Sie interessierten sich nur dafür, auf welcher Seite ihr Brot mit Butter bestrichen war. Selber konnten sie kein Brot backen, sie konnten nur die Butter draufstreichen.

Es ekelte mich an. Lieber in Paris wie eine Laus sterben, als in diesem fetten Land leben, dachte ich bei mir.

«Laß uns nach Hause fahren und uns einen ordentlichen Tripper holen!» sagte ich und weckte Carl damit aus seiner Lethargie.

«Was? Was redest du da?» stammelte er.

«Ja», sagte ich, «laß uns hier abhauen, mir stinkt's. Luxemburg ist wie Brooklyn, nur verführerischer und vergiftender. Gehen wir zurück nach Clichy und hauen wir auf die Pauke. Ich muß diesen faulen Geschmack aus dem Mund kriegen.»

Es war um Mitternacht, als wir in Paris ankamen. Wir eilten in die Zeitungsredaktion, wo unser guter Freund King die Rennberichte redigierte. Wir pumpten uns ein paar Francs von ihm und sausten los.

Ich war in der Stimmung, die nächstbeste Hure zu nehmen. Ich nehme sie mit Tripper und allem, dachte ich.
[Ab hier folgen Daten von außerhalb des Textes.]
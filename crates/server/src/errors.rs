use axum::http::StatusCode;
use axum::response::{IntoResponse, Response};
use axum::Json;
use service::ServiceError;
use tracing::error;

/// JSON error body `{"error": ..., "message": ...}` with an HTTP status.
#[derive(Debug)]
pub struct JsonApiError {
    pub status: StatusCode,
    pub error: &'static str,
    pub message: Option<String>,
}

impl JsonApiError {
    pub fn new(status: StatusCode, error: &'static str, message: Option<String>) -> Self {
        Self { status, error, message }
    }

    pub fn bad_request(message: impl Into<String>) -> Self {
        Self::new(StatusCode::BAD_REQUEST, "Validation Error", Some(message.into()))
    }

    pub fn not_found(message: impl Into<String>) -> Self {
        Self::new(StatusCode::NOT_FOUND, "Not Found", Some(message.into()))
    }
}

impl IntoResponse for JsonApiError {
    fn into_response(self) -> Response {
        let body = serde_json::json!({ "error": self.error, "message": self.message });
        (self.status, Json(body)).into_response()
    }
}

impl From<ServiceError> for JsonApiError {
    fn from(e: ServiceError) -> Self {
        let msg = Some(e.to_string());
        match e {
            ServiceError::NotFound { .. } => Self::new(StatusCode::NOT_FOUND, "Not Found", msg),
            ServiceError::InvalidOption { .. } | ServiceError::Model(_) => {
                Self::new(StatusCode::BAD_REQUEST, "Validation Error", msg)
            }
            ServiceError::Constraint(_) => Self::new(StatusCode::CONFLICT, "Constraint Violation", msg),
            ServiceError::Transient(_) => {
                error!(err = ?msg, "database unavailable");
                Self::new(StatusCode::SERVICE_UNAVAILABLE, "Service Unavailable", msg)
            }
            ServiceError::Db(_) => {
                error!(err = ?msg, "database error");
                Self::new(StatusCode::INTERNAL_SERVER_ERROR, "Internal Server Error", msg)
            }
        }
    }
}

#[cfg(test)]
mod tests {
    use super::*;
    use models::errors::ModelError;

    #[test]
    fn service_errors_map_to_statuses() {
        let cases = [
            (ServiceError::not_found("store", 1), StatusCode::NOT_FOUND),
            (ServiceError::InvalidOption { key: "color".into(), allowed: vec!["red".into()] }, StatusCode::BAD_REQUEST),
            (ServiceError::Model(ModelError::validation("name", "too short")), StatusCode::BAD_REQUEST),
            (ServiceError::Constraint("fk".into()), StatusCode::CONFLICT),
            (ServiceError::Transient("timeout".into()), StatusCode::SERVICE_UNAVAILABLE),
            (ServiceError::Db("boom".into()), StatusCode::INTERNAL_SERVER_ERROR),
        ];
        for (err, status) in cases {
            assert_eq!(JsonApiError::from(err).status, status);
        }
    }

    #[test]
    fn validation_message_names_the_field() {
        let e = JsonApiError::from(ServiceError::Model(ModelError::validation("seat_count", "too big")));
        assert!(e.message.unwrap_or_default().contains("seat_count"));
    }
}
Scheiße, eine Dosis Tripper ist doch wenigstens etwas. Diese Luxemburg-Mösen sind voller Buttermilch.

Carl war nicht so scharf darauf, noch einen Tripper zu beziehen. Sein Schwanz jucke schon, verriet er mir. Er versuchte verzweifelt, sich zu erinnern, wer ihm den angehängt haben könnte, wenn es wirklich ein Tripper war, wie er befürchtete.

«Wenn du schon einen hast, ist es ja nicht schlimm, wenn du noch einen kriegst», meinte ich vergnügt. «Schaff dir eine doppelte Dosis an und verbreite ihn im Ausland! Steck den ganzen Kontinent an! Lieber eine ordentliche Geschlechtskrankheit als so ein moribunder Friede und diese tödliche Stille. Jetzt weiß ich, was die Welt zivilisiert macht: Laster, Krankheit, Betrug, Verlogenheit und Wollust. Scheiße, die Franzosen sind ein großes Volk, auch wenn sie syphilitisch sind. Verlange nie wieder von mir, daß ich in ein neutrales Land fahre. Ich kann keine Kühe mehr sehen, weder menschliche noch richtige!»
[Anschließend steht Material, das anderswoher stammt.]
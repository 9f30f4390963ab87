//! Create `store` table.
//!
//! Salon locations; includes soft-delete timestamp and free-form `custom_data`.
use sea_orm_migration::{prelude::*, schema::*};

#[derive(DeriveMigrationName)]
pub struct Migration;

#[async_trait::async_trait]
impl MigrationTrait for Migration {
    async fn up(&self, manager: &SchemaManager) -> Result<(), DbErr> {
        manager
            .create_table(
                Table::create()
                    .table(Store::Table)
                    .if_not_exists()
                    .col(pk_auto(Store::Id))
                    .col(string_len(Store::Name, 50))
                    .col(string_len_null(Store::Address, 50))
                    .col(string_len_null(Store::BusinessHoursWeekdays, 32))
                    .col(string_len_null(Store::BusinessHoursWeekends, 32))
                    .col(integer(Store::ManPrice))
                    .col(integer(Store::WomanPrice))
                    .col(integer(Store::BoyPrice))
                    .col(integer(Store::GirlPrice))
                    .col(small_integer(Store::NextQueueId).default(1))
                    .col(small_integer(Store::SeatCount))
                    .col(string_len(Store::StoreType, 32))
                    .col(string_len_null(Store::StoreTypeText, 200))
                    .col(decimal_len(Store::Area, 5, 2))
                    .col(date_null(Store::OpenedDate))
                    .col(string_len_null(Store::PersonInCharge1, 50))
                    .col(string_len_null(Store::PersonInCharge2, 50))
                    .col(string_len_null(Store::Notes, 200))
                    .col(uuid_null(Store::ImageUuid))
                    .col(json_binary(Store::CustomData))
                    .col(timestamp_with_time_zone(Store::CreatedAt))
                    .col(timestamp_with_time_zone(Store::UpdatedAt))
                    // Explicitly define nullable deleted_at to avoid conflicting NULL/NOT NULL
                    .col(
                        ColumnDef::new(Store::DeletedAt)
                            .timestamp_with_time_zone()
                            .null(),
                    )
                    .to_owned(),
            )
            .await
    }

    async fn down(&self, manager: &SchemaManager) -> Result<(), DbErr> {
        manager.drop_table(Table::drop().table(Store::Table).to_owned()).await
    }
}

#[derive(DeriveIden)]
enum Store {
    Table,
    Id,
    Name,
    Address,
    BusinessHoursWeekdays,
    BusinessHoursWeekends,
    ManPrice,
    WomanPrice,
    BoyPrice,
    GirlPrice,
    NextQueueId,
    SeatCount,
    StoreType,
    StoreTypeText,
    Area,
    OpenedDate,
    #[sea_orm(iden = "person_in_charge1")]
    PersonInCharge1,
    #[sea_orm(iden = "person_in_charge2")]
    PersonInCharge2,
    Notes,
    ImageUuid,
    CustomData,
    CreatedAt,
    UpdatedAt,
    DeletedAt,
}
Ich war so scharf, daß ich eine Nonne hätte vergewaltigen können.

In dieser Stimmung gingen wir in das kleine Tanzlokal, wo unsere Freundin, die Garderobiere, beschäftigt war. Es war erst kurz nach Mitternacht, und wir hatten genügend Moneten, um etwas aufzustellen. An der Bar saßen drei oder vier Huren und ein paar Betrunkene, natürlich Engländer. Homos höchstwahrscheinlich. "Wir tanzten ein bißchen, und dann fielen die Huren über uns her.
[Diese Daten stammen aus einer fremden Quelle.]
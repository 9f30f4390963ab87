use serde::Serialize;

#[derive(Serialize, Debug)]
pub struct Health {
    pub status: &'static str,
    pub version: &'static str,
}

impl Health {
    pub fn ok() -> Self {
        Self { status: "ok", version: env!("CARGO_PKG_VERSION") }
    }
}
//! Filters `custom_data` payloads against the `meta_column` registry.
use async_trait::async_trait;
use sea_orm::{ColumnTrait, ConnectionTrait, EntityTrait, QueryFilter};
use serde_json::{Map, Value};
use tracing::debug;

use models::errors::ModelError;
use models::meta_column::{self, DataType, MetaTable};

use crate::errors::ServiceError;

#[derive(Clone, Debug, PartialEq)]
pub struct FieldDescriptor {
    pub data_type: DataType,
    pub options: Vec<String>,
}

impl From<meta_column::Model> for FieldDescriptor {
    fn from(m: meta_column::Model) -> Self {
        let options = m.options();
        Self { data_type: m.data_type, options }
    }
}

/// Lookup of registered custom fields keyed by `(table, key)`.
#[async_trait]
pub trait FieldRegistry: Send + Sync {
    async fn lookup(&self, table: MetaTable, key: &str) -> Result<Option<FieldDescriptor>, ServiceError>;
}

/// Registry backed by the `meta_column` table on a given connection or transaction.
pub struct SeaOrmFieldRegistry<'a, C> {
    db: &'a C,
}

impl<'a, C: ConnectionTrait> SeaOrmFieldRegistry<'a, C> {
    pub fn new(db: &'a C) -> Self { Self { db } }
}

#[async_trait]
impl<'a, C: ConnectionTrait> FieldRegistry for SeaOrmFieldRegistry<'a, C> {
    async fn lookup(&self, table: MetaTable, key: &str) -> Result<Option<FieldDescriptor>, ServiceError> {
        let found = meta_column::Entity::find()
            .filter(meta_column::Column::TableName.eq(table))
            .filter(meta_column::Column::FieldKey.eq(key))
            .one(self.db)
            .await?;
        Ok(found.map(FieldDescriptor::from))
    }
}

/// Keep only registered keys; reject `select` values outside their options.
///
/// `None` and `null` sanitize to an empty object. Any other non-object payload
/// is a validation failure on `custom_data`.
pub async fn sanitize<R: FieldRegistry + ?Sized>(
    registry: &R,
    table: MetaTable,
    payload: Option<Value>,
) -> Result<Value, ServiceError> {
    let entries = match payload {
        None | Some(Value::Null) => return Ok(Value::Object(Map::new())),
        Some(Value::Object(map)) => map,
        Some(_) => return Err(ModelError::validation("custom_data", "must be a JSON object").into()),
    };

    let mut kept = Map::new();
    for (key, value) in entries {
        let Some(field) = registry.lookup(table, &key).await? else {
            debug!(table = table.as_str(), key = %key, "dropping unregistered custom field");
            continue;
        };
        if field.data_type == DataType::Select {
            let allowed = value.as_str().is_some_and(|v| field.options.iter().any(|o| o == v));
            if !allowed {
                return Err(ServiceError::InvalidOption { key, allowed: field.options });
            }
        }
        kept.insert(key, value);
    }
    Ok(Value::Object(kept))
}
Es ist erstaunlich, was man in aller Öffentlichkeit in einer französischen Bar treiben kann. Für eine putain ist jeder, der Englisch spricht — ob männlich oder weiblich -, pervers. Ein französisches Mädchen verliert keineswegs ihre Würde, wenn sie für einen Ausländer eine Schau abzieht — ebensowenig wie ein Seehund kultiviert wird, wenn man ihm ein paar Kunststücke beibringt.

Adrienne, die Garderobiere, war auf einen Drink an die Bar gekommen. Sie saß mit gespreizten Beinen auf einem Hocker. Ich stand neben ihr, den Arm um eine ihrer kleinen Freundinnen gelegt. Plötzlich hatte ich meine Hand unter ihr Kleid geschoben.